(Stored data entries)
────────────────
use chrono::NaiveTime;
use serde::{Deserialize, Serialize};
use sqlx::{Pool, Postgres};
use uuid::Uuid;

use crate::error::{AppError, AppResult};
use crate::models::catalog::{days, ProviderAvailability, ServiceCategory, ServiceProvider};
use crate::models::user::roles;

/// Provider profile joined with the owning user's public identity
#[derive(Debug, Clone, Serialize, sqlx::FromRow)]
pub struct ProviderListing {
    pub id: Uuid,
    pub user_id: Uuid,
    pub username: String,
    pub first_name: String,
    pub last_name: String,
    pub business_name: String,
    pub description: String,
    pub skills: String,
    pub experience_years: i32,
    pub hourly_rate_cents: Option<i64>,
    pub service_area: String,
    pub license_number: Option<String>,
    pub insurance_verified: bool,
    pub is_available: bool,
    pub rating: f64,
    pub total_jobs: i32,
}

pub struct NewProviderProfile<'a> {
    pub business_name: &'a str,
    pub description: &'a str,
    pub skills: &'a str,
    pub experience_years: i32,
    pub hourly_rate_cents: Option<i64>,
    pub service_area: &'a str,
    pub license_number: Option<&'a str>,
    pub category_ids: &'a [Uuid],
}

#[derive(Debug, Clone, Deserialize)]
pub struct AvailabilitySlotInput {
    pub day_of_week: String,
    pub start_time: NaiveTime,
    pub end_time: NaiveTime,
    #[serde(default = "default_true")]
    pub is_available: bool,
}

fn default_true() -> bool {
    true
}

const PROVIDER_LISTING_SELECT: &str =
    "SELECT p.id, p.user_id, u.username, u.first_name, u.last_name,
            p.business_name, p.description, p.skills, p.experience_years,
            p.hourly_rate_cents, p.service_area, p.license_number,
            p.insurance_verified, p.is_available, p.rating, p.total_jobs
     FROM service_providers p
     JOIN users u ON u.id = p.user_id";

pub struct CatalogService;

impl CatalogService {
    pub async fn list_categories(db: &Pool<Postgres>) -> AppResult<Vec<ServiceCategory>> {
        let categories = sqlx::query_as::<_, ServiceCategory>(
            "SELECT id, name, description, icon, created_at FROM service_categories ORDER BY name",
        )
        .fetch_all(db)
        .await?;
        Ok(categories)
    }

    pub async fn create_category(
        db: &Pool<Postgres>,
        name: &str,
        description: &str,
        icon: &str,
    ) -> AppResult<ServiceCategory> {
        if name.trim().is_empty() {
            return Err(AppError::BadRequest("category name is required".into()));
        }
        let category = sqlx::query_as::<_, ServiceCategory>(
            "INSERT INTO service_categories (name, description, icon)
             VALUES ($1, $2, $3)
             RETURNING id, name, description, icon, created_at",
        )
        .bind(name)
        .bind(description)
        .bind(icon)
        .fetch_one(db)
        .await
        .map_err(|e| match &e {
            sqlx::Error::Database(dbe) if dbe.is_unique_violation() => {
                AppError::Conflict("category already exists".into())
            }
            _ => AppError::Database(e),
        })?;
        Ok(category)
    }

    pub async fn list_providers(
        db: &Pool<Postgres>,
        category_id: Option<Uuid>,
    ) -> AppResult<Vec<ProviderListing>> {
        let providers = match category_id {
            Some(category_id) => {
                let sql = format!(
                    "{PROVIDER_LISTING_SELECT}
                     JOIN provider_categories pc ON pc.provider_id = p.id
                     WHERE pc.category_id = $1
                     ORDER BY p.rating DESC, p.total_jobs DESC"
                );
                sqlx::query_as::<_, ProviderListing>(&sql)
                    .bind(category_id)
                    .fetch_all(db)
                    .await?
            }
            None => {
                let sql =
                    format!("{PROVIDER_LISTING_SELECT} ORDER BY p.rating DESC, p.total_jobs DESC");
                sqlx::query_as::<_, ProviderListing>(&sql).fetch_all(db).await?
            }
        };
        Ok(providers)
    }

    pub async fn get_provider(
        db: &Pool<Postgres>,
        provider_id: Uuid,
    ) -> AppResult<(ProviderListing, Vec<ServiceCategory>)> {
        let sql = format!("{PROVIDER_LISTING_SELECT} WHERE p.id = $1");
        let provider = sqlx::query_as::<_, ProviderListing>(&sql)
            .bind(provider_id)
            .fetch_optional(db)
            .await?
            .ok_or(AppError::NotFound)?;

        let categories = sqlx::query_as::<_, ServiceCategory>(
            "SELECT c.id, c.name, c.description, c.icon, c.created_at
             FROM service_categories c
             JOIN provider_categories pc ON pc.category_id = c.id
             WHERE pc.provider_id = $1
             ORDER BY c.name",
        )
        .bind(provider_id)
        .fetch_all(db)
        .await?;

        Ok((provider, categories))
    }

    /// Look up the provider profile owned by a user, if any
    pub async fn provider_by_user(
        db: &Pool<Postgres>,
        user_id: Uuid,
    ) -> AppResult<Option<ServiceProvider>> {
        let provider = sqlx::query_as::<_, ServiceProvider>(
            "SELECT * FROM service_providers WHERE user_id = $1",
        )
        .bind(user_id)
        .fetch_optional(db)
        .await?;
        Ok(provider)
    }

    /// A provider-role user creates their profile, once
    pub async fn create_profile(
        db: &Pool<Postgres>,
        user_id: Uuid,
        profile: NewProviderProfile<'_>,
    ) -> AppResult<ServiceProvider> {
        let role: Option<String> = sqlx::query_scalar("SELECT role FROM users WHERE id = $1")
            .bind(user_id)
            .fetch_optional(db)
            .await?;
        if role.as_deref() != Some(roles::PROVIDER) {
            return Err(AppError::Forbidden);
        }

        let mut tx = db.begin().await?;

        let provider = sqlx::query_as::<_, ServiceProvider>(
            "INSERT INTO service_providers
                 (user_id, business_name, description, skills, experience_years,
                  hourly_rate_cents, service_area, license_number)
             VALUES ($1, $2, $3, $4, $5, $6, $7, $8)
             RETURNING *",
        )
        .bind(user_id)
        .bind(profile.business_name)
        .bind(profile.description)
        .bind(profile.skills)
        .bind(profile.experience_years)
        .bind(profile.hourly_rate_cents)
        .bind(profile.service_area)
        .bind(profile.license_number)
        .fetch_one(&mut *tx)
        .await
        .map_err(|e| match &e {
            sqlx::Error::Database(dbe) if dbe.is_unique_violation() => {
                AppError::Conflict("provider profile already exists".into())
            }
            _ => AppError::Database(e),
        })?;

        for category_id in profile.category_ids {
            sqlx::query(
                "INSERT INTO provider_categories (provider_id, category_id)
                 VALUES ($1, $2) ON CONFLICT DO NOTHING",
            )
            .bind(provider.id)
            .bind(category_id)
            .execute(&mut *tx)
            .await?;
        }

        tx.commit().await?;
        Ok(provider)
    }

    pub async fn get_availability(
        db: &Pool<Postgres>,
        provider_id: Uuid,
    ) -> AppResult<Vec<ProviderAvailability>> {
        let slots = sqlx::query_as::<_, ProviderAvailability>(
            "SELECT id, provider_id, day_of_week, start_time, end_time, is_available
             FROM provider_availability WHERE provider_id = $1",
        )
        .bind(provider_id)
        .fetch_all(db)
        .await?;
        Ok(slots)
    }

    /// Replace the weekly schedule; one slot per day at most
    pub async fn set_availability(
        db: &Pool<Postgres>,
        provider_id: Uuid,
        slots: &[AvailabilitySlotInput],
    ) -> AppResult<Vec<ProviderAvailability>> {
        for slot in slots {
            if !days::is_valid(&slot.day_of_week) {
                return Err(AppError::BadRequest(format!(
                    "invalid day of week: {}",
                    slot.day_of_week
                )));
            }
            if slot.start_time >= slot.end_time {
                return Err(AppError::BadRequest(
                    "start_time must be before end_time".into(),
                ));
            }
        }

        let mut tx = db.begin().await?;
        sqlx::query("DELETE FROM provider_availability WHERE provider_id = $1")
            .bind(provider_id)
            .execute(&mut *tx)
            .await?;
        for slot in slots {
            sqlx::query(
                "INSERT INTO provider_availability
                     (provider_id, day_of_week, start_time, end_time, is_available)
                 VALUES ($1, $2, $3, $4, $5)",
            )
            .bind(provider_id)
            .bind(&slot.day_of_week)
            .bind(slot.start_time)
            .bind(slot.end_time)
            .bind(slot.is_available)
            .execute(&mut *tx)
            .await
            .map_err(|e| match &e {
                sqlx::Error::Database(dbe) if dbe.is_unique_violation() => {
                    AppError::BadRequest("duplicate day in schedule".into())
                }
                _ => AppError::Database(e),
            })?;
        }
        tx.commit().await?;

        Self::get_availability(db, provider_id).await
    }
}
────────────────
- _TASK BRIEF_
Print exactly the lines from the beginning of the entries through the line with "#[derive(Debug, Clone, Serialize, sqlx::FromRow)]". Output nothing more.

- _YOUR SOLUTION_
use chrono::NaiveTime;
use serde::{Deserialize, Serialize};
use sqlx::{Pool, Postgres};
use uuid::Uuid;

use crate::error::{AppError, AppResult};
use crate::models::catalog::{days, ProviderAvailability, ServiceCategory, ServiceProvider};
use crate::models::user::roles;

/// Provider profile joined with the owning user's public identity
#[derive(Debug, Clone, Serialize, sqlx::FromRow)]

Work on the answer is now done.